--- Information given Enclosed Below ---

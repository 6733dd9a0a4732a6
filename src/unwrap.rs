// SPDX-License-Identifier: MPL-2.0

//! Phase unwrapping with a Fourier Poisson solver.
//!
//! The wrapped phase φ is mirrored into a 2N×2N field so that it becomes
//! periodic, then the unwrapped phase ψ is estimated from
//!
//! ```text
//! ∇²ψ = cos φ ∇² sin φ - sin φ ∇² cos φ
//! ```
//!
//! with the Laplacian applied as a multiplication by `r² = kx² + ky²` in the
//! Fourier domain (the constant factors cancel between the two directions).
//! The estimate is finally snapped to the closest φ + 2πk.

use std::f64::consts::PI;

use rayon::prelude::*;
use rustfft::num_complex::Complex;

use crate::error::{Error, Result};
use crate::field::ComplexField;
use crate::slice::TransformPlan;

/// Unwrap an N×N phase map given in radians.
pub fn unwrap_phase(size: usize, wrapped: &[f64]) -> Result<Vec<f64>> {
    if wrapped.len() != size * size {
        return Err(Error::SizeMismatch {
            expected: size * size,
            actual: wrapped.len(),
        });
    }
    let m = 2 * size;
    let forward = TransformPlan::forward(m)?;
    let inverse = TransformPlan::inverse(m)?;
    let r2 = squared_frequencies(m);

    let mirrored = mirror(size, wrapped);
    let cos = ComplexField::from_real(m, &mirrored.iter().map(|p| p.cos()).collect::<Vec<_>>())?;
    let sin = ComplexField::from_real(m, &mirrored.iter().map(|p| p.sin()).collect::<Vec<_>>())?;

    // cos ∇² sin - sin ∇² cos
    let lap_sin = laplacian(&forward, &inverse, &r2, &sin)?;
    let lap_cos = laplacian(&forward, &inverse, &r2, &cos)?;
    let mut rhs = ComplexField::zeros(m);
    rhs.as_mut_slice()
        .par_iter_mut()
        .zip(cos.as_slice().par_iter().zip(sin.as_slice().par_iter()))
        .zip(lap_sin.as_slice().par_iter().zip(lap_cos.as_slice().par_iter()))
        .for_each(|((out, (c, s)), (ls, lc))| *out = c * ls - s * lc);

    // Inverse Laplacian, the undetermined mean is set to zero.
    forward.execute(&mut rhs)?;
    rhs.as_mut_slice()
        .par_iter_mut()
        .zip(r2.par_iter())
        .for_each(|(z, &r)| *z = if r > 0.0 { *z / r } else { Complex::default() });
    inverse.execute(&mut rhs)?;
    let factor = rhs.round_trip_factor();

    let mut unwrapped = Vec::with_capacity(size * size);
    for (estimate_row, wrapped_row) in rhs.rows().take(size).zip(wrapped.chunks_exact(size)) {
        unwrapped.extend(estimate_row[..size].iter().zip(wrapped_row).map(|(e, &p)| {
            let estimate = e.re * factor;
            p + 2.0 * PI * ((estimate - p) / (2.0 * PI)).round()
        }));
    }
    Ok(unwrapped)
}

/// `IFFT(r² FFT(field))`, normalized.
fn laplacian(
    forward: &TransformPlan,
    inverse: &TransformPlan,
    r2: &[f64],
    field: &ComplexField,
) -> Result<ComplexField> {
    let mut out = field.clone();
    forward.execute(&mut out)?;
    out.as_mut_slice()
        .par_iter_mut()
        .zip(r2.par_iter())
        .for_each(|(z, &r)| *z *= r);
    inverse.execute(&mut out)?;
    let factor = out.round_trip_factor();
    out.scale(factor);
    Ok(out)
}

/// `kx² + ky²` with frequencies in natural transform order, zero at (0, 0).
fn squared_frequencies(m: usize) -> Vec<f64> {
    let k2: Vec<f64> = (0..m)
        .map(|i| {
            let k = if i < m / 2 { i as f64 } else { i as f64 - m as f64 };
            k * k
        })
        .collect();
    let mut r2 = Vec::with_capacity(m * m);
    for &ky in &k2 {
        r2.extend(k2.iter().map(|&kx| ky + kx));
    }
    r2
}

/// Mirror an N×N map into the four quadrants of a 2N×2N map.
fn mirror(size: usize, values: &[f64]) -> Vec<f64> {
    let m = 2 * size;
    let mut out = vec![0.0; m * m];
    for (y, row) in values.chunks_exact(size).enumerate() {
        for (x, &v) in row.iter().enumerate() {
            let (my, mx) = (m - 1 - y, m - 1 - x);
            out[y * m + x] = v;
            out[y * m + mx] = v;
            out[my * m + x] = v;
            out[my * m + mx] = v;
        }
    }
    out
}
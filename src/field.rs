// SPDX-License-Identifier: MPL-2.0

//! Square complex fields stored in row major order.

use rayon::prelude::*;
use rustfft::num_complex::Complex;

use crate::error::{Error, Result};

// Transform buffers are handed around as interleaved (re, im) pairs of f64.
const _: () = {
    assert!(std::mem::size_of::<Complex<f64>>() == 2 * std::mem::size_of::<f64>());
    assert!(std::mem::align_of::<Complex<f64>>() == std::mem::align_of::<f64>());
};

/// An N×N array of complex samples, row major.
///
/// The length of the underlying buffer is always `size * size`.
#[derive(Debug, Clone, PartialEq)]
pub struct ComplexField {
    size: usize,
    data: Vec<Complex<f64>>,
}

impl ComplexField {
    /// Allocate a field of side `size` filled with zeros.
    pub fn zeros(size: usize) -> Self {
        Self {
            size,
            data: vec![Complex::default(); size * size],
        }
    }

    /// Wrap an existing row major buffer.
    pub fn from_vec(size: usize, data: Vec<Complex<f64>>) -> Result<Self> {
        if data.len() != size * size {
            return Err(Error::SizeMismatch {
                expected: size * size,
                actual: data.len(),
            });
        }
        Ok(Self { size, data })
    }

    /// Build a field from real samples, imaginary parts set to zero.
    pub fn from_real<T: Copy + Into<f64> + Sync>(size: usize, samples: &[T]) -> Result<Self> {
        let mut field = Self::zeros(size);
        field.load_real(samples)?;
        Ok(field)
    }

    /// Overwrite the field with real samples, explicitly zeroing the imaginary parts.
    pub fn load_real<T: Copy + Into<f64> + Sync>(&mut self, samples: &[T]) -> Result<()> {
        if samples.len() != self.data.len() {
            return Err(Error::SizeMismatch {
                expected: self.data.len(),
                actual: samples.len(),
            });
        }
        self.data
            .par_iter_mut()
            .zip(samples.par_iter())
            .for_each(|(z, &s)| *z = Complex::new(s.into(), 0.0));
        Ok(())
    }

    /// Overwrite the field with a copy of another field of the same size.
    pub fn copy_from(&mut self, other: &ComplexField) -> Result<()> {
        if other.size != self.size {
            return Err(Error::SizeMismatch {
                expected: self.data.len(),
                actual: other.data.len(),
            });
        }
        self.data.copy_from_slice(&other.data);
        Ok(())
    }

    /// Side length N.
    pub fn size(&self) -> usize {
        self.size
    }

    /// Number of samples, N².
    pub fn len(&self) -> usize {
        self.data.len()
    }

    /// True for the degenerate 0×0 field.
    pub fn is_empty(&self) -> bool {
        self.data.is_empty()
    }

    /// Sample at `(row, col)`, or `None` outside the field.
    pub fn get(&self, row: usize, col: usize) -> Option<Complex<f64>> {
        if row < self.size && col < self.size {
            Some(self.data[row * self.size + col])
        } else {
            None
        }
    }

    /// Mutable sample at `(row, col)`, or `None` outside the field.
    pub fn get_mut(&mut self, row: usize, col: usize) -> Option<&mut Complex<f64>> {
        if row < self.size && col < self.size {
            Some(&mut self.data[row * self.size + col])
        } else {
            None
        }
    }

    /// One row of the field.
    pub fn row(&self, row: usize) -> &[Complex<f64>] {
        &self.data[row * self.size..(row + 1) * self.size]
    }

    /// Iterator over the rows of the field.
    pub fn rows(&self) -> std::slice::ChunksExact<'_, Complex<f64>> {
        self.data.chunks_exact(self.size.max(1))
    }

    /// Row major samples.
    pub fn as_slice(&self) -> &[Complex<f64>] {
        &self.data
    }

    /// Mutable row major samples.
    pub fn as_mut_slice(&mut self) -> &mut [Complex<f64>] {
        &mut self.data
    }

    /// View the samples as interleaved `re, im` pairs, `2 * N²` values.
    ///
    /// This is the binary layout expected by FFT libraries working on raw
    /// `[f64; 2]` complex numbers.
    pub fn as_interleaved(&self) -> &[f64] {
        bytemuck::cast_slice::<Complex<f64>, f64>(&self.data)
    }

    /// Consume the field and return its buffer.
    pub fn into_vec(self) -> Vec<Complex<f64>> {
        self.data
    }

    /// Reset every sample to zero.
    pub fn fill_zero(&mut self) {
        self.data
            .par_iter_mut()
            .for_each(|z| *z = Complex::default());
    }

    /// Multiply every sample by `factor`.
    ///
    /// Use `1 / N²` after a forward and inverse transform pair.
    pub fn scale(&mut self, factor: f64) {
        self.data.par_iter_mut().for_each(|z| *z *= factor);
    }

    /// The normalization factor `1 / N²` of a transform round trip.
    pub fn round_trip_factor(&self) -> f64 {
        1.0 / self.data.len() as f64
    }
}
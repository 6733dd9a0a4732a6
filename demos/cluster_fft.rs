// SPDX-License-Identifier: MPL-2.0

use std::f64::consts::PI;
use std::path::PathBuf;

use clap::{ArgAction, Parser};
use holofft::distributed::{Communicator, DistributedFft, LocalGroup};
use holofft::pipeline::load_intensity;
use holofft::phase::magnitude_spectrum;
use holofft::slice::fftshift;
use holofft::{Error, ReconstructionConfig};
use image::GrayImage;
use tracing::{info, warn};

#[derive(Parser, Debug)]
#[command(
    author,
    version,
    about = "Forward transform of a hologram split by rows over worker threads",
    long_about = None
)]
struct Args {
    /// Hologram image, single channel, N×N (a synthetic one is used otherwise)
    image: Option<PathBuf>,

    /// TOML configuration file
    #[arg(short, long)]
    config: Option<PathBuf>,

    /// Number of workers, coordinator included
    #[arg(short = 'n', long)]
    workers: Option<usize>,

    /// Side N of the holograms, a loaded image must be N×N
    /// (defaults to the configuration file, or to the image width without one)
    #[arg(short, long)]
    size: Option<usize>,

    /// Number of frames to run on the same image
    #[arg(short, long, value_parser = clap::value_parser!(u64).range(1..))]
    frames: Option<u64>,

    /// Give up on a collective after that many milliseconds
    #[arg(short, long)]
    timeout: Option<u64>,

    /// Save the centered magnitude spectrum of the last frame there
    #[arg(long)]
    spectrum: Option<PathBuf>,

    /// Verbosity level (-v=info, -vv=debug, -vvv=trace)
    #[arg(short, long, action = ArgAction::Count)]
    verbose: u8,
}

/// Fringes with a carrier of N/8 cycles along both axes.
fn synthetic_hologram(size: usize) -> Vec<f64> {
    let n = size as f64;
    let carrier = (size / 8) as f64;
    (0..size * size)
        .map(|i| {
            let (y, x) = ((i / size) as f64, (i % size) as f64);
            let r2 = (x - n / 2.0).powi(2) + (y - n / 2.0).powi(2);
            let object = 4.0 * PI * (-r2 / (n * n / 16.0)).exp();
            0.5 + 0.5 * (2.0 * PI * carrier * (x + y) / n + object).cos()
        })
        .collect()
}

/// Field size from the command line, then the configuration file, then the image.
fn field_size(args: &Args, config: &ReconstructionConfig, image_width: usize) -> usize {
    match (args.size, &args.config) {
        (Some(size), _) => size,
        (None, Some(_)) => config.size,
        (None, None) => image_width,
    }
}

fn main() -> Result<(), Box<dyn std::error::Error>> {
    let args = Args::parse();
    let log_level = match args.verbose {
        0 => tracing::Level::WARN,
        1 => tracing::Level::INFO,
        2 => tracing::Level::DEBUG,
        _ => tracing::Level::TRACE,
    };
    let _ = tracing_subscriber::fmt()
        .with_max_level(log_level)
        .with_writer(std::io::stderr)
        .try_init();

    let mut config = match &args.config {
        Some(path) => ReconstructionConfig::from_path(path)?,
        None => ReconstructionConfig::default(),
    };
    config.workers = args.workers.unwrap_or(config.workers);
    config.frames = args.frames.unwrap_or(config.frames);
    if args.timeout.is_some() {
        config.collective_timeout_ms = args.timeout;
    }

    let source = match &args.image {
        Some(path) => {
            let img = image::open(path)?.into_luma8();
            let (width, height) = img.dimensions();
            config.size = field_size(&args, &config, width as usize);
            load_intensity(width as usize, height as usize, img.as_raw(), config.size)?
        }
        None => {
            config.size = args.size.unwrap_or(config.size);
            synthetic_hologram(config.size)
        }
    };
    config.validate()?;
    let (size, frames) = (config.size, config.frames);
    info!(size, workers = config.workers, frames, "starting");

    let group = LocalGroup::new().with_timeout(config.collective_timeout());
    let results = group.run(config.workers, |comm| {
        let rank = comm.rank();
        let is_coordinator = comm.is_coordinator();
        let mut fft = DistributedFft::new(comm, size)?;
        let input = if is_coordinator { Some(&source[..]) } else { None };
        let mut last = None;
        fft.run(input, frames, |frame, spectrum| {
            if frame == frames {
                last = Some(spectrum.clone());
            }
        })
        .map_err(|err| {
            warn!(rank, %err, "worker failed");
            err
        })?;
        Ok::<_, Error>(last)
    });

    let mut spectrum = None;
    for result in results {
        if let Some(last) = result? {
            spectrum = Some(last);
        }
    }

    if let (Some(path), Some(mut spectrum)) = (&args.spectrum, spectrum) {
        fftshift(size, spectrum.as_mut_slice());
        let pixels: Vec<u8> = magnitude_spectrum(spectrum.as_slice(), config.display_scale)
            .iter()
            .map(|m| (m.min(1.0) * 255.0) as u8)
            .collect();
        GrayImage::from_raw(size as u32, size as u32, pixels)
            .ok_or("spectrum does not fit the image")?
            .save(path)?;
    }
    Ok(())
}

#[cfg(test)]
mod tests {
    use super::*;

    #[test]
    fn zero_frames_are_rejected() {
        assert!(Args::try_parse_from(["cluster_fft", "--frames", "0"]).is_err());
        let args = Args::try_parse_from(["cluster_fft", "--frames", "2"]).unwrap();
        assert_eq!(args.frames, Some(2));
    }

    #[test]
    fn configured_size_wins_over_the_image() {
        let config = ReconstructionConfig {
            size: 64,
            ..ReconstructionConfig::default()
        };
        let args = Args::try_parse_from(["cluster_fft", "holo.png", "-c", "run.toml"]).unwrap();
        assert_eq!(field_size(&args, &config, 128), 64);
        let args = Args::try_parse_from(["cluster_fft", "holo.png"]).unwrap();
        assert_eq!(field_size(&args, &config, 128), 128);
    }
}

--- End of Enclosed Information given ---

• **About this task**: Copy the entries above exactly, but only from the line holding "let (y, x) = ((i" through the line holding "then the image.", both included.

• **Exercise output**:
            let (y, x) = ((i / size) as f64, (i % size) as f64);
            let r2 = (x - n / 2.0).powi(2) + (y - n / 2.0).powi(2);
            let object = 4.0 * PI * (-r2 / (n * n / 16.0)).exp();
            0.5 + 0.5 * (2.0 * PI * carrier * (x + y) / n + object).cos()
        })
        .collect()
}

/// Field size from the command line, then the configuration file, then the image.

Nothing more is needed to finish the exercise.